Data extract:
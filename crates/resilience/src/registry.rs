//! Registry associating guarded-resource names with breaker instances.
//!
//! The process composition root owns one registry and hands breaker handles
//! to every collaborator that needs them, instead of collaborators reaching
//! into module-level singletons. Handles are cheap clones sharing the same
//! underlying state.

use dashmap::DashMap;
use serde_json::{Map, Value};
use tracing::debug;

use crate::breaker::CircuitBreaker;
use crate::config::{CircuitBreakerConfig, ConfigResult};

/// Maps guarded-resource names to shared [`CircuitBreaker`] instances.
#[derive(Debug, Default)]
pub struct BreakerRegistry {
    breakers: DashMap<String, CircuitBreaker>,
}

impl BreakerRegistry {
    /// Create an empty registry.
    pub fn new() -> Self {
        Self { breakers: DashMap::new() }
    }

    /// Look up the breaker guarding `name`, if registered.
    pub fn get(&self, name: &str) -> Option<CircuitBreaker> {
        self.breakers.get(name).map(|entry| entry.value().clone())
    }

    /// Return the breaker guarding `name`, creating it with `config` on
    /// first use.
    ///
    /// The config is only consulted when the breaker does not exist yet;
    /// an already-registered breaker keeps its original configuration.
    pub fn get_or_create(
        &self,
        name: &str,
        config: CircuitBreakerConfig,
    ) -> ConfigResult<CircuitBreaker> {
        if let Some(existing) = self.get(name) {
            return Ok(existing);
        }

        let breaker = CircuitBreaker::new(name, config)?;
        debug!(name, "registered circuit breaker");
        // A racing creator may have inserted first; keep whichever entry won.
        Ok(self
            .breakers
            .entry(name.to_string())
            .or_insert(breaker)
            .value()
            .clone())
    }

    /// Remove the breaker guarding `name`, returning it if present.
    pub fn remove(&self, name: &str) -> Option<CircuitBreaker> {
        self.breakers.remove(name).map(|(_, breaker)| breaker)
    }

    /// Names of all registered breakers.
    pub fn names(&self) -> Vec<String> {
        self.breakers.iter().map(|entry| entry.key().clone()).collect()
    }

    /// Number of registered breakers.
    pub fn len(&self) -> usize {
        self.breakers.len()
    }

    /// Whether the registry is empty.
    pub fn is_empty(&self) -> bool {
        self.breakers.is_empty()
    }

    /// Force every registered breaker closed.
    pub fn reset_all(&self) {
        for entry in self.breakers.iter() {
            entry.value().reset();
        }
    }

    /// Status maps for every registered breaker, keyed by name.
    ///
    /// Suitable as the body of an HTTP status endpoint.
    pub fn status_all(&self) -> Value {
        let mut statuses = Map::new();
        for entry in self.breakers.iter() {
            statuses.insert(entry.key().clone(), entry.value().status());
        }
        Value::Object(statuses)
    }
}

Your goal: Return every line in the listing that contains the word "instances".

Solved problem:
//! Registry associating guarded-resource names with breaker instances.
/// Maps guarded-resource names to shared [`CircuitBreaker`] instances.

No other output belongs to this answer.